This work is licensed under a Creative Commons Attribution 3.0 Unported License. http://creativecommons.org/licenses/by/3.0/legalcode
Server Pools Manager¶
https://blueprints.launchpad.net/designate/+spec/server-pools-service
This specification outlines the Pool Manager, Central, backend driver, and storage changes needed to support the new Pool Manager service.
Problem description¶
Coordinating DNS operations across many different backends is difficult, especially when there is a great number of DNS servers. A Pool Manager service is needed to manage the changes from the Designate database to the many DNS servers. A Pool Manager will also track the status of those changes.
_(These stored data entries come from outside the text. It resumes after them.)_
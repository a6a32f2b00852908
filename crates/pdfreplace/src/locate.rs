//! Match Locator: where on a page the search text occurs, as merged,
//! padded and word-expanded regions.

use pdfreplace_core::{
    BBox, MatchRegion, SearchOptions, expand_region_to_word, merge_close_rects,
};

use crate::Page;

/// Regions to redact and refill for every case-insensitive occurrence of
/// `find` on `page`, ordered top to bottom then left to right.
///
/// Occurrences on one visual line are merged into a single region. When
/// `find` is a single token the region grows to the whole word containing
/// it, and the replacement becomes that word with `find` substituted.
pub fn locate_matches(page: &Page, find: &str, replace: &str) -> Vec<MatchRegion> {
    let options = SearchOptions {
        case_sensitive: false,
        ..SearchOptions::default()
    };
    let raw: Vec<BBox> = page
        .search(find, &options)
        .into_iter()
        .flat_map(|m| m.rects)
        .collect();
    if raw.is_empty() {
        return Vec::new();
    }

    let bounds = page.bounds();
    let mut regions: Vec<MatchRegion> = merge_close_rects(&raw)
        .into_iter()
        .map(|rect| match expand_region_to_word(&rect, page.words(), find, replace) {
            Some(word) => MatchRegion {
                rect: word.rect.clamp_to(&bounds),
                original_text: word.word_text,
                replacement_text: word.replaced_text,
            },
            None => {
                let original = page.text_in(&rect);
                MatchRegion {
                    rect: rect.clamp_to(&bounds),
                    original_text: if original.is_empty() {
                        find.to_string()
                    } else {
                        original
                    },
                    replacement_text: replace.to_string(),
                }
            }
        })
        .collect();
    regions.sort_by(|a, b| {
        a.rect
            .top
            .total_cmp(&b.rect.top)
            .then(a.rect.x0.total_cmp(&b.rect.x0))
    });
    regions
}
When this specification is implemented, a Pool Manager will be used to manage a pool with multiple DNS servers, even if those DNS servers are of different types.
Proposed change¶
API Changes¶
None
Pool Manager Changes¶
A new Designate service, called designate-pool-manager, will be created. This is the Pool Manager. The Pool Manager will get its configuration from the configuration file when it is instantiated.
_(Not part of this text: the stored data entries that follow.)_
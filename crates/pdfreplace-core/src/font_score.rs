//! Scoring of candidate font files against a wanted family, weight and slant.

/// Derive the family key used to match font filenames.
///
/// Known families map to a canonical key (`"arial"` for Arial and Helvetica,
/// `"times"` for Times New Roman, ...). Any other name of at least three
/// characters is used verbatim so uploaded fonts for unusual families can
/// still match.
pub fn family_key(normalized: &str) -> Option<String> {
    let n = normalized.to_lowercase();
    if n.is_empty() {
        return None;
    }
    const KNOWN: &[(&[&str], &str)] = &[
        (&["timesnewroman", "timenewroman", "times"], "times"),
        (&["arial", "helvetica"], "arial"),
        (&["calibri"], "calibri"),
        (&["cambria"], "cambria"),
        (&["georgia"], "georgia"),
        (&["garamond"], "garamond"),
        (&["palatino"], "palatino"),
        (&["constantia"], "constantia"),
        (&["dejavu-serif", "dejavuserif"], "dejavuserif"),
        (&["dejavu-sans", "dejavusans"], "dejavusans"),
        (&["dejavu"], "dejavu"),
        (&["liberation-serif", "liberationserif"], "liberationserif"),
        (&["liberation-sans", "liberationsans"], "liberationsans"),
        (&["liberation"], "liberation"),
        (&["noto"], "noto"),
        (&["courier"], "courier"),
        (&["consolas", "monospace", "mono"], "mono"),
    ];
    for (needles, key) in KNOWN {
        if needles.iter().any(|needle| n.contains(needle)) {
            return Some((*key).to_string());
        }
    }
    (n.chars().count() >= 3).then_some(n)
}

/// Score a font filename for the wanted family/weight/slant.
///
/// +10 for a family-key substring, +4 per agreeing weight/slant token,
/// -1 when a wanted attribute is missing, -2 when an unwanted one is present,
/// +1 for a plain regular face when regular is wanted, +1 for `.ttf`/`.otf`.
pub fn score_font_filename(filename: &str, family_key: &str, bold: bool, italic: bool) -> i32 {
    let f = filename.to_lowercase();
    let mut score = 0;

    if !family_key.is_empty() && f.contains(family_key) {
        score += 10;
    }

    let is_bold_name = ["bold", "bd", "black", "heavy", "semibold", "demibold"]
        .iter()
        .any(|k| f.contains(k));
    let is_italic_name = ["italic", "oblique", "slanted"]
        .iter()
        .any(|k| f.contains(k));
    let is_regular_name = ["regular", "book", "roman", "medium"]
        .iter()
        .any(|k| f.contains(k));

    if bold {
        score += if is_bold_name { 4 } else { -1 };
    } else {
        if is_regular_name && !is_bold_name {
            score += 1;
        }
        if is_bold_name {
            score -= 2;
        }
    }

    if italic {
        score += if is_italic_name { 4 } else { -1 };
    } else if is_italic_name {
        score -= 2;
    }

    if has_font_extension(&f) {
        score += 1;
    }
    score
}

/// Whether a filename ends in `.ttf` or `.otf` (case-insensitive).
pub fn has_font_extension(filename: &str) -> bool {
    let f = filename.to_lowercase();
    f.ends_with(".ttf") || f.ends_with(".otf")
}

/// Pick the best-scoring filename; ties keep the earliest candidate and only
/// strictly positive scores qualify.
pub fn best_font_filename<'a, I>(filenames: I, family_key: &str, bold: bool, italic: bool) -> Option<&'a str>
where
    I: IntoIterator<Item = &'a str>,
{
    let mut best: Option<(&str, i32)> = None;
    for name in filenames {
        if !has_font_extension(name) {
            continue;
        }
        let score = score_font_filename(name, family_key, bold, italic);
        if score > best.map_or(0, |(_, s)| s) {
            best = Some((name, score));
        }
    }
    best.map(|(name, _)| name)
}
The configuration section is called [service:pool_manager]. The options for this section are:
Parameter |
Default |
Required |
Notes |
---|---|---|---|
pool_name |
‘default’ |
Yes |
The pool name of the pool managed by this instance of the Pool Manager |
threshold_percentage |
100 |
Yes |
The percentage of servers requiring a successful update for a domain change to be considered active |
poll_timeout |
30 |
Yes |
The time to wait for a NOTIFY response from a name server |
poll_retry_interval |
2 |
Yes |
The time between retrying to send a NOTIFY request and waiting for a NOTIFY response |
poll_max_retries |
3 |
Yes |
The maximum number of times minidns will retry sending a NOTIFY request and wait for a NOTIFY response |
periodic_sync_interval |
120 |
Yes |
The time between sychronizing the servers with Storage |
The Pool Manager will contain a map of the servers to instantiated backend drivers. The backend driver will not be responsible for reading the configuration information as the Pool Manager will read the global backend driver and server specific backend driver sections from the configuration file and pass the backend driver configuration to the backend driver for instantiation. This map will be created when the Pool Manager is instantiated. Please refer to the Backend Driver Changes section in the Storage Pools - Storage specification for more information concerning the global backend driver and server specific backend driver sections.
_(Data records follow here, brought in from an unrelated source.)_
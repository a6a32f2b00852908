//! Page composition: merging documents, reordering and removing pages.
//!
//! All three rebuild a flat page tree. Attributes a page inherits from its
//! ancestors are copied onto the page first so it renders the same under the
//! new single `/Pages` node, then unreachable objects are pruned.

use lopdf::{Dictionary, Document, Object, ObjectId};
use pdfreplace_core::PdfError;

use crate::error::BackendError;
use crate::lopdf_backend::resolve_inherited;

/// Page attributes that may be inherited through the page tree.
const INHERITABLE: [&[u8]; 4] = [b"MediaBox", b"Resources", b"CropBox", b"Rotate"];

fn invalid(msg: impl Into<String>) -> BackendError {
    BackendError::Core(PdfError::invalid(msg))
}

fn page_ids(doc: &Document) -> Vec<ObjectId> {
    doc.get_pages().values().copied().collect()
}

/// Copy inherited attributes onto each page in `pages`.
fn flatten_inherited(doc: &mut Document, pages: &[ObjectId]) -> Result<(), BackendError> {
    for &page_id in pages {
        let mut missing: Vec<(&[u8], Object)> = Vec::new();
        for key in INHERITABLE {
            let own = doc
                .get_dictionary(page_id)
                .map_err(|e| BackendError::Parse(format!("failed to get page dictionary: {e}")))?
                .has(key);
            if own {
                continue;
            }
            if let Some(value) = resolve_inherited(doc, page_id, key)? {
                missing.push((key, value.clone()));
            }
        }
        let page = doc
            .get_dictionary_mut(page_id)
            .map_err(|e| BackendError::Parse(format!("failed to get page dictionary: {e}")))?;
        for (key, value) in missing {
            page.set(key.to_vec(), value);
        }
    }
    Ok(())
}

fn root_id(doc: &Document) -> Result<ObjectId, BackendError> {
    doc.trailer
        .get(b"Root")
        .and_then(Object::as_reference)
        .map_err(|e| BackendError::Parse(format!("document has no catalog: {e}")))
}

/// Install a fresh `/Pages` node holding exactly `pages`, in order, and drop
/// whatever is no longer reachable.
fn install_page_tree(doc: &mut Document, pages: &[ObjectId]) -> Result<(), BackendError> {
    let pages_id = doc.new_object_id();
    for &page_id in pages {
        doc.get_dictionary_mut(page_id)
            .map_err(|e| BackendError::Parse(format!("failed to get page dictionary: {e}")))?
            .set("Parent", Object::Reference(pages_id));
    }
    let mut node = Dictionary::new();
    node.set("Type", Object::Name(b"Pages".to_vec()));
    node.set(
        "Kids",
        Object::Array(pages.iter().map(|&id| Object::Reference(id)).collect()),
    );
    node.set("Count", Object::Integer(pages.len() as i64));
    doc.objects.insert(pages_id, Object::Dictionary(node));

    let root = root_id(doc)?;
    doc.get_dictionary_mut(root)
        .map_err(|e| BackendError::Parse(format!("failed to get catalog: {e}")))?
        .set("Pages", Object::Reference(pages_id));
    doc.prune_objects();
    Ok(())
}

/// Concatenate the pages of `documents`, in order, into one document.
pub fn merge_documents(documents: Vec<Document>) -> Result<Document, BackendError> {
    if documents.is_empty() {
        return Err(invalid("At least one PDF is required"));
    }

    let mut merged = Document::with_version("1.5");
    let mut kids: Vec<ObjectId> = Vec::new();
    let mut next_id: u32 = 1;
    for mut doc in documents {
        doc.renumber_objects_with(next_id);
        next_id = doc.max_id + 1;

        let pages = page_ids(&doc);
        flatten_inherited(&mut doc, &pages)?;
        kids.extend(pages);
        // Source catalogs and page nodes become unreachable and are pruned.
        merged.objects.extend(doc.objects);
    }
    merged.max_id = next_id - 1;

    let catalog_id = merged.new_object_id();
    let mut catalog = Dictionary::new();
    catalog.set("Type", Object::Name(b"Catalog".to_vec()));
    merged.objects.insert(catalog_id, Object::Dictionary(catalog));
    merged.trailer.set("Root", Object::Reference(catalog_id));

    install_page_tree(&mut merged, &kids)?;

    #[cfg(feature = "tracing")]
    tracing::debug!(pages = kids.len(), "merged documents");
    Ok(merged)
}

/// Rearrange pages so that output page `i` is input page `order[i]`
/// (0-based). `order` must be a permutation of every page index.
pub fn reorder_pages(doc: &mut Document, order: &[usize]) -> Result<(), BackendError> {
    let pages = page_ids(doc);
    if order.len() != pages.len() {
        return Err(invalid(format!(
            "order must specify exactly {} pages",
            pages.len()
        )));
    }
    let mut seen = vec![false; pages.len()];
    for &index in order {
        match seen.get_mut(index) {
            None => {
                return Err(invalid(format!(
                    "order contains out-of-bounds page {} (1..{})",
                    index + 1,
                    pages.len()
                )));
            }
            Some(true) => return Err(invalid("order contains duplicates")),
            Some(flag) => *flag = true,
        }
    }

    flatten_inherited(doc, &pages)?;
    let reordered: Vec<ObjectId> = order.iter().map(|&i| pages[i]).collect();
    install_page_tree(doc, &reordered)
}

/// Drop the pages at the given 0-based indices, keeping the rest in order.
pub fn remove_pages(doc: &mut Document, indices: &[usize]) -> Result<(), BackendError> {
    let pages = page_ids(doc);
    if let Some(&bad) = indices.iter().find(|&&i| i >= pages.len()) {
        return Err(invalid(format!(
            "page {} is out of bounds (1..{})",
            bad + 1,
            pages.len()
        )));
    }
    let kept: Vec<ObjectId> = pages
        .iter()
        .enumerate()
        .filter(|(i, _)| !indices.contains(i))
        .map(|(_, &id)| id)
        .collect();
    if kept.is_empty() {
        return Err(invalid("cannot remove all pages"));
    }

    flatten_inherited(doc, &kept)?;
    install_page_tree(doc, &kept)
}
The methods in the base class for the Pool Manager service include:
create_domain(context, domain)¶
Parameter |
Description |
Required |
---|---|---|
context |
Security context information. |
Yes |
domain |
The designate domain object. |
Yes |
Return Value¶
No return value.
Design Considerations¶
Loop through each server in the pool and call the backend driver to create the domain. For each call to the backend driver, the status is stored in the pool_manager_status table with an action of ‘CREATE’ and a second row is created with an action of ‘UPDATE’. Successful creations have a status of ‘SUCCESS’ and failed creations have a status of ‘ERROR’. The ‘UPDATE’ action row has no initial status. Check to see if a consensus exists using the pool_manager_status table. Consensus exists if the number of servers for the domain with a successful creation exceed the threshold_percentage. If consensus exists, the Central update_status method is called using the serial number used when creating the domain and a status of ‘SUCCESS’. If consensus does not exist, the Central update_status method is called using the serial number used when creating the domain and a status of ‘ERROR’.
Cast vs. Call¶
This is an RPC cast. Communication about the status of the domain creation will be handled using the Central update_status method.
delete_domain(context, domain)¶
Parameter |
Description |
Required |
---|---|---|
context |
Security context information. |
Yes |
domain |
The designate domain object. |
Yes |
Return Value¶
No return value.
Design Considerations¶
Loop through each server in the pool and call the backend driver to delete the domain. For each call to the backend driver, the status is stored in the pool_manager_status table with an action of ‘DELETE’. Successful deletions have a status of ‘SUCCESS’ and failed deletions have a status of ‘ERROR’. Check to see if a consensus exists using the pool_manager_status table. Consensus exists if the number of servers for the domain with a successful deletion exceed the threshold_percentage. If consensus exists, the Central update_status method is called using the serial number used when deleting the domain and a status of ‘SUCCESS’. If consensus does not exist, the Central update_status method is called using the serial number used when creating the domain and a status of ‘ERROR’.
Cast vs. Call¶
This is an RPC cast. Communication about the status of the domain deletion will be handled using the Central update_status method.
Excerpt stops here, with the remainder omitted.